Steven Isserlis - Children's Cello
Here’s another way to present a ‘My First Recital’ type of programme. Steven Isserlis and Stephen Hough open with a beginners’ open-string solo (Ludwig Lebell’s Berceuse orientale) and continue with increasingly challenging material that culminates in Gaspar Cassadó’s bravura Requiebros. But what really makes the recital special is its avoidance of the tried and true. Yes, there’s an arrangement of Boccherini’s Minuet (made famous in the Ealing film The Ladykillers) and another of Fauré’s Berceuse, but there’s also Francis Purcell Warren’s magical A Sunday Evening in Autumn, with its gently pealing piano part, and the tender elegance of George Dyson’s Melody (an English counterpart to Rachmaninov’s Vocalise).
The contemporary selections are especially satisfying. Gavin Bryars’s With Miriam by the River pays homage to the composer’s cello-playing mother in music of quiet, lyrical intensity. Howard Blake’s Archangel’s Lullaby, written to celebrate the birth of Isserlis’s son Gabriel, has a Fauré-like sensibility that must please the cellist (an admitted Fauré fanatic) no end.

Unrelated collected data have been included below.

use std::sync::Arc;

use crate::config::Config;
use crate::extraction::ExtractionOptions;
use crate::scoring::ResumeScorer;

/// Shared application state injected into all route handlers via Axum extractors.
#[derive(Clone)]
pub struct AppState {
    pub config: Config,
    /// Pluggable scorer. Default: KeywordAtsScorer. LlmAtsScorer when an API key is set.
    pub scorer: Arc<dyn ResumeScorer>,
    /// Normalizer settings for uploads received over HTTP.
    pub options: ExtractionOptions,
}
pub mod health;

use axum::{
    extract::DefaultBodyLimit,
    routing::{get, post},
    Router,
};

use crate::ats::handlers;
use crate::state::AppState;

pub fn build_router(state: AppState) -> Router {
    let upload_limit = state.config.max_upload_bytes;

    Router::new()
        .route("/health", get(health::health_handler))
        // ATS API
        .route("/api/v1/ats/extract", post(handlers::handle_extract))
        .route("/api/v1/ats/score", post(handlers::handle_score))
        .layer(DefaultBodyLimit::max(upload_limit))
        .with_state(state)
}

#[cfg(test)]
mod tests {
    use std::sync::Arc;

    use axum::{
        body::{to_bytes, Body},
        http::{header, Request, StatusCode},
    };
    use serde_json::Value;
    use tower::ServiceExt;

    use super::*;
    use crate::config::Config;
    use crate::extraction::ExtractionOptions;
    use crate::scoring::KeywordAtsScorer;

    const BOUNDARY: &str = "ats-test-boundary";

    const RESUME: &str = "Jane Doe jane@example.com Experience Senior Software Engineer at Globex \
        building python services with docker and git. Education Bachelor of Science, State \
        University. Skills sql agile testing";

    fn app(config: Config) -> Router {
        build_router(AppState {
            config,
            scorer: Arc::new(KeywordAtsScorer),
            options: ExtractionOptions::server(),
        })
    }

    enum Part<'a> {
        File {
            name: &'a str,
            content_type: &'a str,
            data: &'a [u8],
        },
        Text(&'a str, &'a str),
    }

    fn multipart(uri: &str, parts: &[Part<'_>]) -> Request<Body> {
        let mut body = Vec::new();
        for part in parts {
            body.extend_from_slice(format!("--{BOUNDARY}\r\n").as_bytes());
            match part {
                Part::File {
                    name,
                    content_type,
                    data,
                } => {
                    body.extend_from_slice(
                        format!(
                            "Content-Disposition: form-data; name=\"file\"; filename=\"{name}\"\r\n\
                             Content-Type: {content_type}\r\n\r\n"
                        )
                        .as_bytes(),
                    );
                    body.extend_from_slice(data);
                }
                Part::Text(field, value) => {
                    body.extend_from_slice(
                        format!("Content-Disposition: form-data; name=\"{field}\"\r\n\r\n{value}")
                            .as_bytes(),
                    );
                }
            }
            body.extend_from_slice(b"\r\n");
        }
        body.extend_from_slice(format!("--{BOUNDARY}--\r\n").as_bytes());

        Request::builder()
            .method("POST")
            .uri(uri)
            .header(
                header::CONTENT_TYPE,
                format!("multipart/form-data; boundary={BOUNDARY}"),
            )
            .body(Body::from(body))
            .unwrap()
    }

    async fn send(app: Router, request: Request<Body>) -> (StatusCode, Value) {
        let response = app.oneshot(request).await.unwrap();
        let status = response.status();
        let bytes = to_bytes(response.into_body(), usize::MAX).await.unwrap();
        let json = serde_json::from_slice(&bytes).unwrap_or(Value::Null);
        (status, json)
    }

    fn resume_file(data: &[u8]) -> Part<'_> {
        Part::File {
            name: "resume.txt",
            content_type: "text/plain",
            data,
        }
    }

    #[tokio::test]
    async fn test_health() {
        let request = Request::builder()
            .uri("/health")
            .body(Body::empty())
            .unwrap();
        let (status, json) = send(app(Config::default()), request).await;
        assert_eq!(status, StatusCode::OK);
        assert_eq!(json["status"], "ok");
        assert_eq!(json["service"], "ats_api");
    }

    #[tokio::test]
    async fn test_extract_plain_text_resume() {
        let request = multipart("/api/v1/ats/extract", &[resume_file(RESUME.as_bytes())]);
        let (status, json) = send(app(Config::default()), request).await;

        assert_eq!(status, StatusCode::OK);
        assert_eq!(json["file_name"], "resume.txt");
        assert_eq!(json["extraction"]["kind"], "plain_text");
        assert_eq!(json["extraction"]["strategy"], "plain_text");
        let text = json["extraction"]["text"].as_str().unwrap();
        assert!(text.contains("jane@example.com"));
        assert!(json["extraction"]["indicator_count"].as_u64().unwrap() >= 3);
    }

    #[tokio::test]
    async fn test_score_returns_extraction_and_report() {
        let request = multipart(
            "/api/v1/ats/score",
            &[
                Part::Text("job_role", "Software Engineer"),
                resume_file(RESUME.as_bytes()),
            ],
        );
        let (status, json) = send(app(Config::default()), request).await;

        assert_eq!(status, StatusCode::OK);
        assert_eq!(json["report"]["scorer_backend"], "keyword");
        assert!(json["report"]["overall_score"].as_u64().unwrap() > 0);
        assert!(json["report"]["matched_keywords"]
            .as_array()
            .unwrap()
            .iter()
            .any(|k| k == "python"));
    }

    #[tokio::test]
    async fn test_missing_file_field_is_bad_request() {
        let request = multipart(
            "/api/v1/ats/score",
            &[Part::Text("job_role", "Software Engineer")],
        );
        let (status, json) = send(app(Config::default()), request).await;

        assert_eq!(status, StatusCode::BAD_REQUEST);
        assert_eq!(json["error"]["code"], "NO_FILE_PROVIDED");
        assert!(json["error"]["hint"].is_string());
    }

    #[tokio::test]
    async fn test_unsupported_file_type() {
        let request = multipart(
            "/api/v1/ats/extract",
            &[Part::File {
                name: "photo.png",
                content_type: "image/png",
                data: RESUME.as_bytes(),
            }],
        );
        let (status, json) = send(app(Config::default()), request).await;

        assert_eq!(status, StatusCode::UNSUPPORTED_MEDIA_TYPE);
        assert_eq!(json["error"]["code"], "UNSUPPORTED_FILE_TYPE");
    }

    #[tokio::test]
    async fn test_tiny_file_is_truncated_buffer() {
        let request = multipart("/api/v1/ats/extract", &[resume_file(b"Jane Doe")]);
        let (status, json) = send(app(Config::default()), request).await;

        assert_eq!(status, StatusCode::BAD_REQUEST);
        assert_eq!(json["error"]["code"], "EMPTY_OR_TRUNCATED_BUFFER");
    }

    #[tokio::test]
    async fn test_unreadable_file_is_unprocessable() {
        let noise = "x ".repeat(40);
        let request = multipart("/api/v1/ats/extract", &[resume_file(noise.as_bytes())]);
        let (status, json) = send(app(Config::default()), request).await;

        assert_eq!(status, StatusCode::UNPROCESSABLE_ENTITY);
        assert_eq!(json["error"]["code"], "INSUFFICIENT_EXTRACTED_TEXT");
    }

    #[tokio::test]
    async fn test_upload_over_limit_is_rejected() {
        let config = Config {
            max_upload_bytes: 64,
            ..Config::default()
        };
        let request = multipart("/api/v1/ats/extract", &[resume_file(RESUME.as_bytes())]);
        let (status, _) = send(app(config), request).await;

        assert!(status.is_client_error(), "got {status}");
    }
}
use std::collections::HashSet;

use async_trait::async_trait;
use once_cell::sync::Lazy;
use regex::Regex;

use crate::errors::AppError;
use crate::extraction::char_pattern::EMAIL;
use crate::scoring::{ResumeScorer, ScoreReport, SectionScore};

/// Points available for role keyword coverage; sections share the rest.
const KEYWORD_POINTS: u32 = 30;
const SHORT_RESUME_WORDS: usize = 150;
const LONG_RESUME_WORDS: usize = 1000;
const MISSING_KEYWORDS_IN_SUGGESTION: usize = 5;

struct SectionRule {
    name: &'static str,
    points: u32,
    markers: &'static [&'static str],
}

const SECTION_RULES: &[SectionRule] = &[
    SectionRule {
        name: "experience",
        points: 20,
        markers: &["experience", "employment", "work history", "internship"],
    },
    SectionRule {
        name: "education",
        points: 15,
        markers: &["education", "university", "college", "degree", "bachelor", "master"],
    },
    SectionRule {
        name: "skills",
        points: 15,
        markers: &["skills", "technologies", "proficient", "tools"],
    },
    SectionRule {
        name: "projects",
        points: 10,
        markers: &["project", "projects", "portfolio"],
    },
];

/// Contact details: an email address or a phone number.
const CONTACT_POINTS: u32 = 10;

const ENGINEERING_KEYWORDS: &[&str] = &[
    "git", "api", "testing", "sql", "cloud", "agile", "docker", "python", "java", "javascript",
];
const DATA_KEYWORDS: &[&str] = &[
    "sql",
    "python",
    "excel",
    "statistics",
    "tableau",
    "machine learning",
    "pandas",
    "visualization",
    "dashboard",
    "analysis",
];
const PRODUCT_KEYWORDS: &[&str] = &[
    "roadmap",
    "stakeholder",
    "strategy",
    "metrics",
    "agile",
    "launch",
    "customer",
    "prioritization",
    "cross-functional",
    "analytics",
];
const DESIGN_KEYWORDS: &[&str] = &[
    "figma",
    "user research",
    "prototype",
    "wireframe",
    "usability",
    "accessibility",
    "design system",
    "interaction",
    "ux",
    "ui",
];
const GENERAL_KEYWORDS: &[&str] = &[
    "led", "built", "managed", "developed", "designed", "improved", "delivered", "launched",
    "created", "achieved",
];

/// Picks the keyword table for a free-text job role.
fn role_keywords(job_role: Option<&str>) -> &'static [&'static str] {
    let Some(role) = job_role.map(str::to_lowercase) else {
        return GENERAL_KEYWORDS;
    };
    if role.contains("data") || role.contains("analyst") {
        DATA_KEYWORDS
    } else if role.contains("product") || role.contains("manager") {
        PRODUCT_KEYWORDS
    } else if role.contains("design") {
        DESIGN_KEYWORDS
    } else if role.contains("engineer") || role.contains("developer") || role.contains("software")
    {
        ENGINEERING_KEYWORDS
    } else {
        GENERAL_KEYWORDS
    }
}

/// Lowercased view of resume text for keyword lookups.
struct ResumeText {
    phrase: String,
    words: HashSet<String>,
}

impl ResumeText {
    fn new(text: &str) -> Self {
        let words: Vec<String> = text
            .to_lowercase()
            .split(|c: char| !(c.is_alphanumeric() || c == '-' || c == '+' || c == '#'))
            .filter(|w| !w.is_empty())
            .map(String::from)
            .collect();
        Self {
            phrase: format!(" {} ", words.join(" ")),
            words: words.into_iter().collect(),
        }
    }

    /// Single words match whole tokens; phrases match on word boundaries.
    fn has(&self, keyword: &str) -> bool {
        if keyword.contains(' ') {
            self.phrase.contains(&format!(" {keyword} "))
        } else {
            self.words.contains(keyword)
        }
    }

    fn word_count(&self) -> usize {
        self.phrase.split_whitespace().count()
    }
}

/// Deterministic, network-free ATS scorer.
///
/// Algorithm:
/// 1. Section presence: experience 20, education 15, skills 15, projects 10, contact 10
/// 2. Role keyword coverage: matched / total × 30
/// 3. overall_score = sum, capped at 100
pub struct KeywordAtsScorer;

#[async_trait]
impl ResumeScorer for KeywordAtsScorer {
    async fn score(
        &self,
        resume_text: &str,
        job_role: Option<&str>,
    ) -> Result<ScoreReport, AppError> {
        Ok(compute_keyword_score(resume_text, job_role))
    }
}

fn compute_keyword_score(resume_text: &str, job_role: Option<&str>) -> ScoreReport {
    let resume = ResumeText::new(resume_text);

    let mut section_scores: Vec<SectionScore> = SECTION_RULES
        .iter()
        .map(|rule| {
            let found = rule.markers.iter().any(|m| resume.has(m));
            SectionScore {
                section: rule.name.to_string(),
                found,
                points: if found { rule.points } else { 0 },
                max_points: rule.points,
            }
        })
        .collect();

    let has_contact = EMAIL.is_match(resume_text) || has_phone_number(resume_text);
    section_scores.push(SectionScore {
        section: "contact".to_string(),
        found: has_contact,
        points: if has_contact { CONTACT_POINTS } else { 0 },
        max_points: CONTACT_POINTS,
    });

    let keywords = role_keywords(job_role);
    let (matched, missing): (Vec<&str>, Vec<&str>) =
        keywords.iter().copied().partition(|kw| resume.has(kw));

    let keyword_points = if keywords.is_empty() {
        0
    } else {
        ((matched.len() as f32 / keywords.len() as f32) * KEYWORD_POINTS as f32).round() as u32
    };
    let section_points: u32 = section_scores.iter().map(|s| s.points).sum();
    let overall_score = (section_points + keyword_points).min(100);

    let suggestions = build_suggestions(&section_scores, &missing, &resume, resume_text);

    ScoreReport {
        overall_score,
        section_scores,
        matched_keywords: matched.into_iter().map(String::from).collect(),
        missing_keywords: missing.into_iter().map(String::from).collect(),
        suggestions,
        scorer_backend: "keyword".to_string(),
    }
}

/// Ten digits grouped 3-3-4, with an optional `+country` prefix and area-code parentheses.
static PHONE: Lazy<Regex> = Lazy::new(|| {
    Regex::new(r"(?:\+[0-9]{1,3}[\s.\-]?)?(?:\([0-9]{3}\)|\b[0-9]{3})[\s.\-]?[0-9]{3}[\s.\-]?[0-9]{4}\b")
        .expect("valid regex")
});

fn has_phone_number(text: &str) -> bool {
    PHONE.is_match(text)
}

fn build_suggestions(
    sections: &[SectionScore],
    missing: &[&str],
    resume: &ResumeText,
    raw: &str,
) -> Vec<String> {
    let mut suggestions: Vec<String> = sections
        .iter()
        .filter(|s| !s.found)
        .map(|s| format!("Add a clearly labelled {} section.", s.section))
        .collect();

    if !missing.is_empty() {
        let top: Vec<&str> = missing
            .iter()
            .take(MISSING_KEYWORDS_IN_SUGGESTION)
            .copied()
            .collect();
        suggestions.push(format!(
            "Consider covering these keywords where truthful: {}.",
            top.join(", ")
        ));
    }

    if !raw.chars().any(|c| c.is_ascii_digit()) {
        suggestions.push(
            "Quantify achievements with numbers, percentages or time saved.".to_string(),
        );
    }

    let words = resume.word_count();
    if words < SHORT_RESUME_WORDS {
        suggestions.push(format!(
            "Resume text is short ({words} words); ATS systems favour fuller descriptions."
        ));
    } else if words > LONG_RESUME_WORDS {
        suggestions.push(format!(
            "Resume text is long ({words} words); consider trimming to the most relevant roles."
        ));
    }

    suggestions
}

Olli Mustonen’s Frogs Dancing on Water-Lilies also bows towards France: it begins with the opening chords (transposed) of Debussy’s Violin Sonata before hopping away with surprising amphibian grace.
Hough’s Angelic Song (yet another gift to Gabriel Isserlis) is a ravishingly simple meditation. Isserlis père’s own The Haunted House may not merit repeated hearings but its silliness is sure to provide a chuckle or two, aided by Simon Callow’s sly narration, and the cello’s role as sound-effects machine could motivate many youngsters to pick up instrument. Delightful.